The revenue between 5 and 31 December 2016 (period 13) was 14.4% lower than in period 13 of 2015. This period had 19 auction days, in contrast to 22 auction days in 2015, so it was already evident that the level of 2015 would not be realised in 2016. Three fewer auction days correspond to €53 million less revenue.
The Christmas sales followed almost identically the pattern of Christmas sales in 2015. Due to the staggered weeks, more was sold this year in week 50 and less in week 51. On balance, there was little difference between the two years. The supply declined more strongly than the revenue, down by 17%. Partly as a result, the average price of the total supply rose to 43.4 cent per item for flowers and plants, the highest average price ever for period 13.
Share of direct trade increased
For cut flowers, the share of direct trade rose by 1.8%-point to 34.3%. For houseplants, the increase amounted to 1%-point to end at 79.4%. And for garden plants, the increase was 2.7%-point up to 67.4%. In 2016, 51.4% of the total revenue was realised through direct trade. In 2015, this was just above 50%.
Export increase of horticultural products 4.7%
In November, the export of horticultural products rose. The export of plants increased by 8% and of cut flowers by 2%. In two countries, the export decreased: the UK and Russia. Exports to the UK dropped in November by 11%. This decline has remained on average around 11% since the Brexit result. Exports to Russia decreased by 16%, considerably less than the average of 30%.
Happily, there are also many countries buying more flowers and plants:
- Germany, increase of 9%
- France, 6%
- Belgium, 18%
- Poland, 15%
In cumulative terms, exports grew at least 3%, with a similar pattern of developments as seen in November.
Source: Floridata (the export figures for November from Floridata are the most recent export figures).
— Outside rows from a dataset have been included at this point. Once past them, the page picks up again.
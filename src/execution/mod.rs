//! Command execution engine.
//!
//! This module runs exactly one child process per call:
//! - Argv mode (program plus literal arguments) or shell mode (`bash -lc`)
//! - Bounded wall-clock timeout, after which the child is killed
//! - Separate, untruncated capture of stdout and stderr
//!
//! # Example
//!
//! ```no_run
//! use std::time::Duration;
//! use remote_exec::execution::{CommandExecutor, ExecSpec};
//!
//! # async fn run() {
//! let executor = CommandExecutor::default();
//! let spec = ExecSpec::shell("ls -l /usr | grep bin").timeout(Duration::from_secs(5));
//! let result = executor.execute(&spec).await;
//! println!("exit {}: {}", result.exit_code, result.stdout);
//! # }
//! ```

mod command;
mod executor;
mod result;

pub use command::{default_shell, ExecMode, ExecSpec, DEFAULT_TIMEOUT};
pub use executor::{CommandExecutor, ExecutorConfig};
pub use result::{
    derive_exit_code, CapturedOutput, ExecStatus, ExecutionResult, OutputChunk, OutputSource,
    RunOutcome, INVOCATION_FAILURE_EXIT_CODE, SIGNAL_EXIT_CODE, TIMEOUT_EXIT_CODE,
};
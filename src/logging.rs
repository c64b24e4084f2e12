//! Logging initialization and configuration.

use tracing_subscriber::{layer::SubscriberExt, util::SubscriberInitExt, EnvFilter};

/// Filter used when neither `RUST_LOG` nor a configured level is available.
pub const DEFAULT_FILTER: &str = "remote_exec=info,tower_http=info";

fn default_env_filter() -> EnvFilter {
    EnvFilter::try_from_default_env().unwrap_or_else(|_| EnvFilter::new(DEFAULT_FILTER))
}

/// Initialize the logging system.
///
/// Uses the `RUST_LOG` environment variable for filtering. If not set,
/// defaults to [`DEFAULT_FILTER`].
///
/// # Panics
///
/// Panics if called more than once, or if another tracing subscriber
/// has already been set.
pub fn init() {
    tracing_subscriber::registry()
        .with(default_env_filter())
        .with(tracing_subscriber::fmt::layer().compact())
        .init();
}

/// Try to initialize the logging system.
///
/// Returns `Ok(())` if successful, or `Err` if logging has already been
/// initialized.
pub fn try_init() -> Result<(), tracing_subscriber::util::TryInitError> {
    tracing_subscriber::registry()
        .with(default_env_filter())
        .with(tracing_subscriber::fmt::layer().compact())
        .try_init()
}

/// Initialize logging with an explicit filter directive, such as the
/// level coming from the configuration file or `--log-level`.
///
/// A bare level (`debug`) is scoped to this crate and the HTTP trace layer;
/// anything else is handed to [`EnvFilter`] as-is. Falls back to
/// [`DEFAULT_FILTER`] when the directive does not parse.
pub fn init_with_filter(directive: &str) -> Result<(), tracing_subscriber::util::TryInitError> {
    let filter = EnvFilter::try_new(expand_directive(directive))
        .unwrap_or_else(|_| EnvFilter::new(DEFAULT_FILTER));

    tracing_subscriber::registry()
        .with(filter)
        .with(tracing_subscriber::fmt::layer().compact())
        .try_init()
}

fn expand_directive(directive: &str) -> String {
    let directive = directive.trim();
    match directive.to_ascii_lowercase().as_str() {
        "error" | "warn" | "info" | "debug" | "trace" => {
            format!("remote_exec={directive},tower_http={directive}")
        }
        _ => directive.to_string(),
    }
}
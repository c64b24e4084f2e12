//! API request and response types.

use std::time::Duration;

use serde::{Deserialize, Serialize};
use thiserror::Error;

use crate::execution::{ExecSpec, ExecStatus, ExecutionResult};

/// Request to execute a command.
///
/// Exactly one execution mode is used: a non-empty `shell` line wins,
/// otherwise `cmd` with `args` runs without a shell. `null` fields behave
/// like absent ones and unknown fields are ignored.
#[derive(Debug, Clone, Default, Deserialize)]
pub struct ExecRequest {
    /// Program to run directly (e.g., "ls").
    #[serde(default)]
    pub cmd: Option<String>,
    /// Literal arguments for `cmd` (e.g., ["-l", "/usr"]).
    #[serde(default)]
    pub args: Option<Vec<String>>,
    /// Whole command line for the shell (e.g., "ls -l /usr | grep bin").
    #[serde(default)]
    pub shell: Option<String>,
    /// Timeout in seconds; missing or non-positive means the default.
    #[serde(default, rename = "timeoutSec")]
    pub timeout_sec: Option<i64>,
}

impl ExecRequest {
    /// Decode a request body.
    pub fn from_slice(body: &[u8]) -> Result<Self, RequestError> {
        serde_json::from_slice(body).map_err(RequestError::Malformed)
    }

    /// Effective timeout, substituting `default` for missing or non-positive values.
    pub fn timeout(&self, default: Duration) -> Duration {
        match self.timeout_sec {
            Some(secs) if secs > 0 => Duration::from_secs(secs.unsigned_abs()),
            _ => default,
        }
    }

    /// Validate the request and resolve its execution mode.
    pub fn into_spec(self, default_timeout: Duration) -> Result<ExecSpec, RequestError> {
        let timeout = self.timeout(default_timeout);
        let shell = self.shell.unwrap_or_default();
        let cmd = self.cmd.unwrap_or_default();

        let spec = if !shell.is_empty() {
            ExecSpec::shell(shell)
        } else if !cmd.is_empty() {
            ExecSpec::argv(cmd, self.args.unwrap_or_default())
        } else {
            return Err(RequestError::MissingCommand);
        };

        Ok(spec.timeout(timeout))
    }
}

/// Reasons a request is rejected before anything is spawned.
#[derive(Debug, Error)]
pub enum RequestError {
    /// Body is not a valid request document.
    #[error("bad request: {0}")]
    Malformed(#[source] serde_json::Error),

    /// Neither `cmd` nor `shell` was given.
    #[error("cmd or shell must be provided")]
    MissingCommand,
}

impl RequestError {
    /// Status reported for this rejection.
    pub fn status(&self) -> ExecStatus {
        match self {
            Self::Malformed(_) => ExecStatus::BadRequest,
            Self::MissingCommand => ExecStatus::MissingCommand,
        }
    }

    /// Convert into the result returned to the caller.
    pub fn into_result(self) -> ExecutionResult {
        ExecutionResult::rejected(self.status(), self.to_string())
    }
}

/// Response for command execution.
#[derive(Debug, Clone, PartialEq, Eq, Serialize)]
pub struct ExecResponse {
    /// 0 ok, 1 bad request, 2 missing command, 3 process error.
    pub code: i32,
    /// Captured standard output.
    pub stdout: String,
    /// Captured standard error.
    pub stderr: String,
    /// Exit code of the child, or 124 on timeout, or 1 on invocation failure.
    #[serde(rename = "exitCode")]
    pub exit_code: i32,
    /// Execution duration in milliseconds.
    pub duration_ms: u64,
    /// Failure description when `code` is not 0.
    #[serde(skip_serializing_if = "Option::is_none")]
    pub error: Option<String>,
}

impl From<ExecutionResult> for ExecResponse {
    fn from(result: ExecutionResult) -> Self {
        Self {
            code: result.status.code(),
            stdout: result.stdout,
            stderr: result.stderr,
            exit_code: result.exit_code,
            duration_ms: result.duration.as_millis() as u64,
            error: result.error,
        }
    }
}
If we look at the growth in export and the growth of Royal FloraHolland, the figures do not differ much and end up with the same level of growth at the end of the year.
Revenue decline for flowers and plants
The revenue of cut flowers decreased in this period by 14% because of the three fewer auction days in December. The supply dropped by 17%, and the average price rose by 4%. The drop in supply was spread over the entire range of the assortment.
The revenue of houseplants also declined by 16% because 19% fewer items were supplied. The average price rose by 3%. Here, too, the drop in supply was spread over the entire range of the assortment.
Finally, the revenue of garden plants decreased by 14%. The supply dropped by 19%, and the average price rose by 7%. It was striking that the supply of Helleborus increased by 30%. The average price of this product dropped by 21%.